The wholemeal diet to lose 5 kg per month

The wholemeal diet to lose 5 kg per month

A wholegrain diet, i.e. one based on whole foods, can be a very healthy way to lose weight.

On the one hand, in fact, the fibers of whole foods satiate more. On the other hand, they reduce the absorption of sugars, fats and calories in general.

This 1250 calorie wholemeal diet works like a thousand and one hundred calorie diet: it allows you to lose 5 kg per month, without feeling too hungry, and assimilating over a hundred calories less thanks to whole foods. 

But how to make a whole diet that is not too aggressive in the intestine?
And yes, because not everyone digest whole foods well. If you haven’t had any luck with whole foods so far, this whole diet can help you a lot because it aims for more digestible foods even for those who find problematic fiber.
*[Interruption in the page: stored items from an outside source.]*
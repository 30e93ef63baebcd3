//! The site-lookup collaborator and its result point type.

use halite_core::Fractional3D;
use halite_encode::UnitCellVectorEncoder;

/// A found lattice site: its fractional position plus whatever the lookup
/// stores there.
#[derive(Debug, Clone, Copy, PartialEq)]
pub struct LatticePoint<T> {
    /// Absolute fractional position of the site.
    pub fractional: Fractional3D,
    /// Site content copied out of the lookup.
    pub content: T,
}

impl<T> LatticePoint<T> {
    /// Create a new lattice point.
    pub const fn new(fractional: Fractional3D, content: T) -> Self {
        Self { fractional, content }
    }
}

/// Source of site content for an encoded lattice.
///
/// Content is periodic: it depends only on the sublattice index, never on
/// the cell offset. The lookup pairs an encoder with a content table of the
/// same cardinality; keeping the two consistent is the implementor's
/// responsibility, and searches treat an index the encoder produced but the
/// lookup cannot serve as a configuration fault.
pub trait SiteLookup {
    /// What a site holds (an occupant species, a flag, an index, ...).
    type Content: Clone;

    /// The codec for the lattice this lookup describes.
    fn encoder(&self) -> &UnitCellVectorEncoder;

    /// Content of the sublattice with the given canonical index.
    fn content_at(&self, position_index: usize) -> Self::Content;
}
THE WHOLEMEAL DIET TO LOSE 5 KG PER MONTH

Breakfast. Choose one of the following options.

  1. Sugar-free coffee or tea of ​​your choice. 35 grams of oat flakes cooked in 200 ml of delactosed skim milk or soy milk with a level teaspoon of honey or malt or the same amount of milk + 40 grams of Nice Morning Kellogs cereal.
  2. Three wasa slices (blue pack) with 80 grams of cottage cheese / 100 grams of whole white Greek yogurt and 3 teaspoons of no added sugar jam, coffee or tea. As an alternative to wasa; 3 wholemeal rusks or a slice of toasted Pema rye bread.
  3. 200 grams of cooked apple or pear or a 110 gram ripe banana with 3 teaspoons of oat germ, 100 grams of whole white Greek yogurt, one level teaspoon of honey. A cup of unsweetened coffee or tea.

Lunch. Choose one of the following options.

  1. 60 grams of portion of pasta or rice or cereals including basmati rice, brown rice, buckwheat or buckwheat pasta, spelled pasta, quinoa, oats in grains or bulgur. A ladle of simple sauce + a teaspoon of grated parmesan or a level teaspoon of pesto allowed.
    250 grams of vegetables including zucchini, peppers, aubergines, tomatoes, mushrooms, pumpkin, rocket or 200 grams of spinach, fennel, broccoli, artichokes, asparagus, cauliflower in association with cereals or as a main course. A teaspoon of olive oil or coconut / ghee oil (recommended) for seasoning, plus herbs, spices, garlic or a little onion.
    One sugar-free fennel seed tea (half a cup) + three almonds.
  2. 130 grams of boiled legumes, drained, in salads with 100 grams of sweet corn or 200 grams of beets or 250 grams of grated carrots (raw) and a teaspoon of oil + 100 grams of valerian, songino, rocket, tomatoes or radishes to taste + lemon juice or apple cider vinegar and spices to taste. As an alternative to legumes: a 112 gram box of natural tuna.
    A decaffeinated coffee + 100 grams of strawberries or blueberries or raspberries.
  3. Single dish with 50 grams of rice or soy noodles with 200 grams of diced zucchini or Chinese cabbage in strips or peppers or soy sprouts / mung beans, 2 teaspoons of oil, 100 grams of your choice of clams, shrimps, squid or 50 grams of diced tofu. Soy sauce or salt, spices to taste, garlic or onion for flavor. A sugar-free fennel seed tea (half a cup) + a date or dried apricot.